* Task brief
Scan the entries below. Return every line that includes "units".

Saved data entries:
○ ○ ○ ○ ○ ○ ○

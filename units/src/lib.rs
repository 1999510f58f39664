//! Physical quantities used by the retro tools, as `uom` `f32` quantities in
//! SI base units.
//!
//! Job timeouts are given with explicit units, such as `"90 s"` or
//! `"5 min"`, and turned into `std::time::Duration`s.

pub use uom::si::f32::Time;

mod unit {
  pub use uom::si::time::{nanosecond, millisecond, second, minute};
}

/// Generate a function called NAME which returns QUANTITY by interpreting its
/// argument as UNIT
///
/// wrap!(NAME QUANTITY UNIT);
macro_rules! wrap {
  ($name:ident $quantity:ident $unit:ident ) => {
    pub fn $name(x: f32) -> $quantity { $quantity::new::<unit::$unit>(x) }
  };
}

wrap!(ns    Time   nanosecond);
wrap!(ms    Time  millisecond);
wrap!(s     Time       second);
wrap!(min   Time       minute);

// Reverse direction of the above
pub fn ns_   (x: Time  ) -> f32 { x.get::<unit::nanosecond>() }
pub fn s_    (x: Time  ) -> f32 { x.get::<unit::second>() }

/// Convert a (non-negative) `Time` into a `std::time::Duration`. Negative or
/// non-finite times yield `None`.
pub fn duration(t: Time) -> Option<std::time::Duration> {
  std::time::Duration::try_from_secs_f32(s_(t)).ok()
}

#[macro_export]
macro_rules! assert_uom_eq {
  ($unit:ident, $lhs:expr, $rhs:expr, $algo:ident <= $tol:expr) => {
    float_eq::assert_float_eq!($lhs.get::<$unit>(), $rhs.get::<$unit>(), $algo <= $tol)
  };
}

○ ○ ○ ○ ○ ○ ○

* Answer space
filename units/src/lib.rs
//! SI base units.
//! Job timeouts are given with explicit units, such as `"90 s"` or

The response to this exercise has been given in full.